The supervisor is not responsible for a successful supervision session;
the supervisor is responsible for creating a reflective space”. Michael Paterson, Perth workshop 2024

In my supervision work, I place particular value on reflective supervision as a way of supporting clinicians to think deeply about both their work and themselves. Rather than focusing on quick answers or expert solutions, this approach creates space to slow down, reflect together, and allow understanding to unfold. The reflections below outline how I understand and practise this style of supervision.

What is reflective supervision?

Reflective supervision is grounded in the belief that lasting learning requires reflection on one’s experience. In this style of supervision, the supervisee is invited to bring their lived clinical work into the room, where it is explored collaboratively and in depth so that new learning can emerge. Reflection, here, is understood as the capacity to hold prior experience in mind, in the present, in order to shape future understanding and action.

This approach draws on recognised models of adult learning, particularly experiential learning, in which learning unfolds through a cycle of experience, reflection, meaning making, and application. Although each phase of this cycle is important, reflective supervision focuses especially on the often-neglected function of reflection itself.

Staying with reflection

In supervision, there is often a natural pull to move quickly from describing experience to seeking explanations or solutions. This can reflect a wish to reduce uncertainty or anxiety – for supervisees and supervisors alike. Supervisees may seek reassurance or instruction, while supervisors may feel pressure to occupy the ‘expert’ role.

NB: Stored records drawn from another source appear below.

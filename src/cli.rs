//! Command-line interface for cinequiz.

use clap::{Parser, Subcommand};
use cinequiz::{GameMode, PersonId};

/// Cinequiz - movie trivia in the terminal
#[derive(Parser, Debug)]
#[command(name = "cinequiz")]
#[command(about = "Guess movies from their cast, or name an actor's films", long_about = None)]
#[command(version)]
pub struct Cli {
    /// Path to the game config (TOML). Defaults apply when missing.
    #[arg(long, env = "CINEQUIZ_CONFIG", default_value = "cinequiz.toml")]
    pub config: std::path::PathBuf,

    /// Path to the movie catalog (JSON)
    #[arg(long, env = "CINEQUIZ_CATALOG", default_value = "catalog.json")]
    pub catalog: std::path::PathBuf,

    /// Subcommand to run
    #[command(subcommand)]
    pub command: Command,
}

/// Available commands
#[derive(Subcommand, Debug)]
pub enum Command {
    /// Guess the movie as its cast is revealed
    Cast {
        /// Pool to draw subjects from (overrides config)
        #[arg(long)]
        mode: Option<GameMode>,

        /// Seed for subject selection (overrides config)
        #[arg(long)]
        seed: Option<u64>,
    },

    /// Name every film an actor appeared in
    Filmography {
        /// Catalog id of the actor
        #[arg(long)]
        actor: PersonId,

        /// Countdown in seconds, 0 for untimed (overrides config)
        #[arg(long)]
        time_limit: Option<u32>,
    },

    /// List the actors available in the catalog
    Actors,
}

Reflective supervision takes a different stance. It values staying with uncertainty long enough for fresh understanding to emerge. By slowing the process and thinking together before taking action, new perspectives and emotional clarity become possible in ways that advice alone cannot provide.

Different ways of knowing

Reflective supervision recognises that clinical understanding takes multiple forms, including tacit, reflective, declarative, and procedural knowing. While these do not need elaboration here, it is useful to be aware of them and to know that reflective supervision supports moving between these ways of knowing rather than privileging one over another. Over time, integrating these different forms of knowing strengthens clinical confidence, flexibility, and depth in practice.

How this works in supervision

In practice, reflective supervision entails giving careful attention to clinical material, emotional responses, and relational processes. Supervisees are invited to speak openly about their work, including uncertainty, mixed feelings, and moments of difficulty. Whether in group or individual supervision, priority is given to shared reflection – noticing, wondering, sensing, and thinking together, and considering different perspectives, before moving toward conceptual understanding and action-planning.

Reflective practice as a way of being

Leading trainers in reflective supervision, including Michael Carroll, Robin Shohet and Michael Paterson, urge supervisors to consider reflective practice as a way of being that permeates both professional and personal life. This practice calls for a sustained willingness to examine one’s work and oneself with curiosity and vulnerability, remaining open always to new learning, change and growth.

In brief

It is not about arriving at certainty or expertise as quickly as possible. It is about creating the conditions in which thinking, feeling, and clinical judgement can deepen over time. I see this form of supervision as a shared and evolving process, one that supports not only the work but also the person doing the work, and I value engaging in this reflective practice together.

Source Acknowledgement

This overview reflects my clinical practice and teaching in reflective supervision, informed by experiential learning models and the work of Michael Carroll, Robin Shohet, Peter Hawkins, Michael Paterson, and other authors in the field of supervision.